- _Problem statement_: Transcribe exactly the line containing "frame.render_widget(paragraph, help_area);" and the remaining lines of the listing below, through the very last.

- _Entries provided_:
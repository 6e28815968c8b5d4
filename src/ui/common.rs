//! Common UI components shared across the panel.
//!
//! This module contains the header bar, status bar, and help overlay.

use ratatui::{
    layout::Rect,
    style::{Modifier, Style},
    text::{Line, Span},
    widgets::{Block, Borders, Clear, Paragraph},
    Frame,
};

use crate::app::{App, PanelState};
use crate::data::duration::format_duration;
use crate::i18n::MessageId;

/// Render the header bar.
///
/// Displays: polling indicator, watched toggle, selected window, total evaluations.
pub fn render_header(frame: &mut Frame, app: &App, area: Rect) {
    let dot_style = match app.get_status_message() {
        Some(msg) if msg.is_error => Style::default().fg(app.theme.error),
        _ if app.data.is_some() => Style::default().fg(app.theme.healthy),
        _ => app.theme.muted,
    };

    let mut spans = vec![
        Span::styled(" ● ", dot_style),
        Span::styled("FLAGWATCH ", Style::default().add_modifier(Modifier::BOLD)),
        Span::raw("│ "),
        Span::styled(app.target().to_string(), Style::default().add_modifier(Modifier::BOLD)),
        Span::raw(" │ "),
        Span::styled(
            format!("{} ▾", app.window.label(app.locale)),
            Style::default().fg(app.theme.highlight),
        ),
    ];

    match (app.panel_state(), app.data.as_ref()) {
        (PanelState::Loading, _) => {
            spans.push(Span::raw(" │ "));
            spans.push(Span::styled(app.locale.text(MessageId::Loading), app.theme.muted));
        }
        (_, Some(data)) => {
            spans.push(Span::raw(" │ "));
            spans.push(Span::raw(format!("{}: ", app.locale.text(MessageId::Total))));
            spans.push(Span::styled(
                format_count(data.total),
                Style::default().add_modifier(Modifier::BOLD),
            ));
        }
        _ => {}
    }

    frame.render_widget(Paragraph::new(Line::from(spans)), area);
}

/// Format a count for display (e.g., 1234 -> "1.2K", 1234567 -> "1.2M").
pub fn format_count(n: u64) -> String {
    if n >= 1_000_000 {
        format!("{:.1}M", n as f64 / 1_000_000.0)
    } else if n >= 1_000 {
        format!("{:.1}K", n as f64 / 1_000.0)
    } else {
        n.to_string()
    }
}

/// Render the status bar at the bottom.
///
/// Shows: data source, time since last update, poll interval, available controls.
/// Temporary notifications and errors take its place while they last.
pub fn render_status_bar(frame: &mut Frame, app: &App, area: Rect) {
    if let Some(msg) = app.get_status_message() {
        let paragraph =
            Paragraph::new(format!(" {} ", msg.text)).style(app.theme.message_style(msg.is_error));
        frame.render_widget(paragraph, area);
        return;
    }

    let controls = match app.panel_state() {
        PanelState::Empty => "w:window o:open docs r:refresh ?:help q:quit",
        PanelState::Populated => "w:window ←/→:inspect e:export ?:help q:quit",
        PanelState::Loading => "w:window r:refresh q:quit",
    };

    let status = match app.data {
        Some(ref data) => format!(
            " {} | Updated {:.1}s ago | every {} | {}",
            app.source_description(),
            data.last_updated.elapsed().as_secs_f64(),
            format_duration(app.poll_interval()),
            controls,
        ),
        None => format!(" {} | {}", app.source_description(), controls),
    };

    let paragraph = Paragraph::new(status).style(Style::default().add_modifier(Modifier::DIM));

    frame.render_widget(paragraph, area);
}

/// Render the help overlay with keyboard shortcuts.
///
/// Displayed as a centered modal on top of the panel.
pub fn render_help(frame: &mut Frame, app: &App, area: Rect) {
    let help_text = vec![
        Line::from(vec![Span::styled("Keyboard Shortcuts", app.theme.header)]),
        Line::from(""),
        Line::from(vec![Span::styled(
            " Window",
            Style::default().add_modifier(Modifier::BOLD),
        )]),
        Line::from("  w / Enter   Open window selector"),
        Line::from("  ↑/↓ j/k     Move in selector"),
        Line::from("  Enter       Apply window"),
        Line::from("  Esc         Close selector"),
        Line::from(""),
        Line::from(vec![Span::styled(
            " Chart",
            Style::default().add_modifier(Modifier::BOLD),
        )]),
        Line::from("  ←/→ h/l     Move crosshair"),
        Line::from("  Home/End    First/last bucket"),
        Line::from("  Mouse       Hover to inspect"),
        Line::from("  Esc         Hide crosshair"),
        Line::from(""),
        Line::from(vec![Span::styled(
            " General",
            Style::default().add_modifier(Modifier::BOLD),
        )]),
        Line::from("  o         Open SDK docs (no data)"),
        Line::from("  r         Refresh now"),
        Line::from("  e         Export to JSON"),
        Line::from("  q         Quit"),
        Line::from(""),
        Line::from(vec![Span::styled(
            "Press any key to close",
            Style::default().add_modifier(Modifier::DIM),
        )]),
    ];

    let block = Block::default()
        .title(" Help ")
        .borders(Borders::ALL)
        .border_type(app.theme.border_type)
        .border_style(Style::default().fg(app.theme.highlight));

    let paragraph = Paragraph::new(help_text).block(block);

    // Center the help overlay - responsive to terminal size
    let help_width = 42u16.min(area.width.saturating_sub(4));
    let help_height = 25u16.min(area.height.saturating_sub(2));
    let help_area = centered(area, help_width, help_height);

    // Clear the area behind the help
    frame.render_widget(Clear, help_area);
    frame.render_widget(paragraph, help_area);
}

/// A `width` x `height` rectangle centered in `area`.
pub fn centered(area: Rect, width: u16, height: u16) -> Rect {
    let width = width.min(area.width);
    let height = height.min(area.height);
    let x = area.x + (area.width - width) / 2;
    let y = area.y + (area.height - height) / 2;
    Rect::new(x, y, width, height)
}

#[cfg(test)]
mod tests {
    use super::*;

    #[test]
    fn test_format_count() {
        assert_eq!(format_count(0), "0");
        assert_eq!(format_count(999), "999");
        assert_eq!(format_count(1_234), "1.2K");
        assert_eq!(format_count(1_234_567), "1.2M");
    }

    #[test]
    fn test_centered() {
        let area = Rect::new(0, 0, 100, 40);
        assert_eq!(centered(area, 40, 10), Rect::new(30, 15, 40, 10));
        // Never larger than the area
        assert_eq!(centered(Rect::new(5, 5, 10, 4), 40, 10), Rect::new(5, 5, 10, 4));
    }

    #[test]
    fn test_centered_in_short_terminal() {
        // The size warning is centered even with fewer rows than it needs
        for rows in 0..5 {
            let area = Rect::new(0, 0, 60, rows);
            let warning = centered(area, area.width, 5);
            assert_eq!(warning.y, 0);
            assert_eq!(warning.height, rows);
            assert!(warning.bottom() <= area.bottom());
        }
    }
}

- _Finished exercise_:
    frame.render_widget(paragraph, help_area);
}

/// A `width` x `height` rectangle centered in `area`.
pub fn centered(area: Rect, width: u16, height: u16) -> Rect {
    let width = width.min(area.width);
    let height = height.min(area.height);
    let x = area.x + (area.width - width) / 2;
    let y = area.y + (area.height - height) / 2;
    Rect::new(x, y, width, height)
}

#[cfg(test)]
mod tests {
    use super::*;

    #[test]
    fn test_format_count() {
        assert_eq!(format_count(0), "0");
        assert_eq!(format_count(999), "999");
        assert_eq!(format_count(1_234), "1.2K");
        assert_eq!(format_count(1_234_567), "1.2M");
    }

    #[test]
    fn test_centered() {
        let area = Rect::new(0, 0, 100, 40);
        assert_eq!(centered(area, 40, 10), Rect::new(30, 15, 40, 10));
        // Never larger than the area
        assert_eq!(centered(Rect::new(5, 5, 10, 4), 40, 10), Rect::new(5, 5, 10, 4));
    }

    #[test]
    fn test_centered_in_short_terminal() {
        // The size warning is centered even with fewer rows than it needs
        for rows in 0..5 {
            let area = Rect::new(0, 0, 60, rows);
            let warning = centered(area, area.width, 5);
            assert_eq!(warning.y, 0);
            assert_eq!(warning.height, rows);
            assert!(warning.bottom() <= area.bottom());
        }
    }
}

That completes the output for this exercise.